“More Queer Materialism: A Review of Mel Y. Chen’s Animacies: Biopolitics, Racial Mattering, and Queer Affect” (herring)

Saturday, June 8th 2013

SEE ATTACHED ESSAY!

Scott Herring

May 2013

“More Queer Materialism: A Review of Mel Y. Chen’s Animacies: Biopolitics, Racial Mattering, and Queer Affect

Queer theory has always been invested in conceptualizations of materiality.  Across various waves over the last two and a half decades, this ever-expanding field of inquiry has attended to how philosophical questions of materialism inform the sexing and gendering of the body as well as how embodiment itself—the matter of flesh and bone, cartilage and blood—is instrumental to considerations of transgender subjectivity.  This ongoing concern with bodily material has not, of course, been unconnected to historical materialisms of the more Marxist inflection.  Nor has the discipline’s interests in materiality neglected the ethics of social belonging: who matters—who counts—within geographies such a global city or a sparsely populated rural country, or material imaginaries such as a nation-state.  Hence queer theory since the late 1980s has been deeply invested in questions of how matter forges desire and personhood for both individuals and collectives, of how materialism informs social politics that enable and constrain interpersonal erotic and affective relations.

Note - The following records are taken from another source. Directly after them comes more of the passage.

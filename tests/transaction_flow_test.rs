//! End-to-end operation flows over an in-memory transport.
//!
//! Each test drives a builder from construction to its terminal call and checks
//! what went on the wire.

mod common;

use std::sync::Arc;

use chrono::{Duration, Local};
use common::RecordingTransport;
use serde_json::json;
use simplepay::{
    CancelTransaction, EnvironmentConfig, GatewayResponse, MerchantCredential, QueryTransaction,
    RefundTransaction, SimplePayError, StartTransaction,
    merchant::Currency,
    models::TransactionStatus,
    operations::PaymentMethod,
    signature,
};

const START_REPLY: &str = r#"{
    "salt": "KAC6Dq4KyOZbzUgDmEvx1k2cC7qLJ0Ep",
    "merchant": "PUBLICTESTHUF",
    "orderRef": "order-1",
    "currency": "HUF",
    "transactionId": 501234567,
    "timeout": "2030-05-01T14:35:00+02:00",
    "total": 1000,
    "paymentUrl": "https://sandbox.simplepay.hu/pay/pay/pspHU/abc"
}"#;

fn sandbox_huf() -> MerchantCredential {
    MerchantCredential::sandbox(Currency::Huf)
}

#[tokio::test]
async fn test_start_card_end_to_end() {
    let transport = Arc::new(RecordingTransport::replying(200, START_REPLY));
    let merchant = sandbox_huf();
    let secret = merchant.secret().to_owned();
    let mut start =
        StartTransaction::with_transport(merchant, &EnvironmentConfig::sandbox(), Arc::clone(&transport));

    start
        .set_customer_email("customer@example.com")
        .expect("valid email")
        .set_order_ref("order-1")
        .set_timeout(&(Local::now() + Duration::minutes(30)))
        .set_total(1000);

    let reply = start.card().await.expect("card should resolve");

    let request = transport.only_request();
    assert_eq!(request.url, "https://sandbox.simplepay.hu/payment/v2/start");
    assert_eq!(request.header("Content-Type"), Some("application/json"));
    assert_eq!(
        request.header("Signature"),
        Some(signature::sign(&secret, request.body.as_bytes()).as_str()),
        "signature must cover the exact body bytes"
    );

    let body = request.json();
    assert_eq!(body["merchant"], "PUBLICTESTHUF");
    assert_eq!(body["methods"], json!(["CARD"]));
    assert_eq!(body["total"], "1000");
    assert_eq!(body["orderRef"], "order-1");
    assert_eq!(body["customerEmail"], "customer@example.com");
    assert!(body["timeout"].as_str().is_some_and(|t| t.len() == 25));

    let payment = reply.into_result().expect("success shape");
    assert_eq!(payment.transaction_id, 501_234_567);
    assert!(start.response().is_some_and(|r| !r.is_error()));
}

#[tokio::test]
async fn test_start_keeps_explicit_methods() {
    let transport = Arc::new(RecordingTransport::replying(200, START_REPLY));
    let mut start =
        StartTransaction::with_transport(sandbox_huf(), &EnvironmentConfig::sandbox(), Arc::clone(&transport));

    start.set_methods(vec![PaymentMethod::Wire]);
    start.card().await.expect("card should resolve");

    assert_eq!(transport.only_request().json()["methods"], json!(["WIRE"]));
}

#[tokio::test]
async fn test_start_without_order_ref_still_sends() {
    let transport = Arc::new(RecordingTransport::replying(200, r#"{"errorCodes":[5013]}"#));
    let mut start =
        StartTransaction::with_transport(sandbox_huf(), &EnvironmentConfig::sandbox(), Arc::clone(&transport));

    let reply = start.card().await.expect("error shape resolves normally");

    assert_eq!(transport.requests().len(), 1);
    assert_eq!(reply.error_codes(), Some(&[5013][..]));
    assert!(matches!(reply.into_result(), Err(SimplePayError::GatewayError(codes)) if codes == vec![5013]));
}

#[tokio::test]
async fn test_refund_negative_guard_on_the_wire() {
    let reply = r#"{
        "salt": "s", "merchant": "PUBLICTESTHUF", "orderRef": "order-1", "currency": "HUF",
        "transactionId": 501234567, "refundTransactionId": 501234999,
        "refundTotal": 0, "remainingTotal": 1000
    }"#;
    let transport = Arc::new(RecordingTransport::replying(200, reply));
    let mut refund =
        RefundTransaction::with_transport(sandbox_huf(), &EnvironmentConfig::sandbox(), Arc::clone(&transport));

    refund.set_order_ref("order-1").set_refund_total(-5);
    let response = refund.refund().await.expect("refund should resolve");

    let body = transport.only_request().json();
    assert_eq!(body["refundTotal"], 0);
    assert_eq!(body["orderRef"], "order-1");
    assert_eq!(body["currency"], "HUF");
    assert_eq!(
        response.into_result().expect("success shape").refund_transaction_id,
        501_234_999
    );
}

#[tokio::test]
async fn test_cancel_without_target_makes_no_call() {
    let transport = Arc::new(RecordingTransport::replying(200, "{}"));
    let mut cancel =
        CancelTransaction::with_transport(sandbox_huf(), &EnvironmentConfig::sandbox(), Arc::clone(&transport));

    let err = cancel.cancel().await.expect_err("cancel without target must fail");

    assert!(matches!(err, SimplePayError::ValidationError(_)));
    assert!(transport.requests().is_empty(), "no network call on validation failure");
    assert!(cancel.response().is_none());
}

#[tokio::test]
async fn test_cancel_by_transaction_id() {
    let reply = r#"{"salt":"s","merchant":"PUBLICTESTHUF","transactionId":42,"status":"CANCELLED"}"#;
    let transport = Arc::new(RecordingTransport::replying(200, reply));
    let mut cancel =
        CancelTransaction::with_transport(sandbox_huf(), &EnvironmentConfig::sandbox(), Arc::clone(&transport));

    cancel.set_order_ref("stale").set_transaction_id(42);
    let response = cancel.cancel().await.expect("cancel should resolve");

    let request = transport.only_request();
    assert_eq!(request.url, "https://sandbox.simplepay.hu/payment/v2/transactioncancel");
    let body = request.json();
    assert_eq!(body["transactionId"], 42);
    assert!(body.get("orderRef").is_none(), "last write wins");
    assert_eq!(response.into_result().expect("success shape").status, TransactionStatus::Cancelled);
}

#[tokio::test]
async fn test_query_deduplicates_and_stores_response() {
    let reply = r#"{
        "salt": "s", "merchant": "PUBLICTESTHUF", "totalCount": 2,
        "transactions": [
            {"orderRef": "A", "transactionId": 1, "status": "FINISHED"},
            {"orderRef": "B", "transactionId": 2, "status": "INIT"}
        ]
    }"#;
    let transport = Arc::new(RecordingTransport::replying(200, reply));
    let mut query =
        QueryTransaction::with_transport(sandbox_huf(), &EnvironmentConfig::sandbox(), Arc::clone(&transport));

    query.add_order_ref("A").add_order_ref("A").add_order_ref("B");
    query.query(true).await.expect("query should resolve");

    let body = transport.only_request().json();
    assert_eq!(body["orderRefs"], json!(["A", "B"]));
    assert_eq!(body["transactionIds"], json!([]));
    assert_eq!(body["detailed"], true);

    let Some(GatewayResponse::Success(stored)) = query.response() else {
        panic!("response should be stored");
    };
    assert_eq!(stored.total_count, 2);
    assert_eq!(stored.transactions[1].status, Some(TransactionStatus::Init));
}

#[tokio::test]
async fn test_query_without_ids_makes_no_call() {
    let transport = Arc::new(RecordingTransport::replying(200, "{}"));
    let mut query =
        QueryTransaction::with_transport(sandbox_huf(), &EnvironmentConfig::sandbox(), Arc::clone(&transport));

    let err = query.query(false).await.expect_err("empty query must fail");

    assert!(matches!(err, SimplePayError::ValidationError(_)));
    assert!(transport.requests().is_empty());
}

#[tokio::test]
async fn test_non_json_reply_is_transport_error() {
    let transport = Arc::new(RecordingTransport::replying(503, "Service Unavailable"));
    let mut query =
        QueryTransaction::with_transport(sandbox_huf(), &EnvironmentConfig::sandbox(), Arc::clone(&transport));

    query.add_transaction_id(501_234_567_u64);
    let err = query.query(false).await.expect_err("non-JSON reply must fail");

    assert!(matches!(err, SimplePayError::TransportError(_)));
    assert_eq!(transport.only_request().json()["transactionIds"], json!(["501234567"]));
}

#[tokio::test]
async fn test_concurrent_operations_share_transport() {
    let reply = r#"{"salt":"s","merchant":"PUBLICTESTHUF","transactionId":1,"status":"CANCELLED"}"#;
    let transport = Arc::new(RecordingTransport::replying(200, reply));

    let mut first =
        CancelTransaction::with_transport(sandbox_huf(), &EnvironmentConfig::sandbox(), Arc::clone(&transport));
    let mut second =
        CancelTransaction::with_transport(sandbox_huf(), &EnvironmentConfig::sandbox(), Arc::clone(&transport));
    first.set_transaction_id(1);
    second.set_order_ref("order-2");

    let (a, b) = tokio::join!(first.cancel(), second.cancel());
    assert!(a.is_ok() && b.is_ok());

    let requests = transport.requests();
    assert_eq!(requests.len(), 2);
    assert_ne!(requests[0].json()["salt"], requests[1].json()["salt"], "salts are per instance");
}

#[test]
fn test_live_environment_endpoint() {
    let start = StartTransaction::with_transport(
        sandbox_huf(),
        &EnvironmentConfig::live(),
        RecordingTransport::replying(200, "{}"),
    );
    let signed = start.prepare().expect("prepare should succeed");
    assert_eq!(signed.url, "https://secure.simplepay.hu/payment/v2/start");
}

But what about stuff?  How has queer theory thought about material cultures?  My above examples focus on bodies, capital, and social formulae, but the question has recently been raised: what might queer theory contribute to “new materialisms,” those “new ways of thinking about matter and processes of materialization” invoked by social scientists Diana Coole and Samantha Frost in introductory remarks to their recent edited collection New Materialisms (2)?  In their opening salvo, the two call for “a critical new materialism” steeped in a “Foucauldian genealogy that describes how the minutiae of power develop and practically manage embodied subjectivities” (27).  Given how elemental Foucault’s thinking has been for queer theories of bodies, pleasures, relations, and stylizations, it makes sense that part of their wider project of recasting critical analyses of matter also longs for “a more materialist queer theory” (2).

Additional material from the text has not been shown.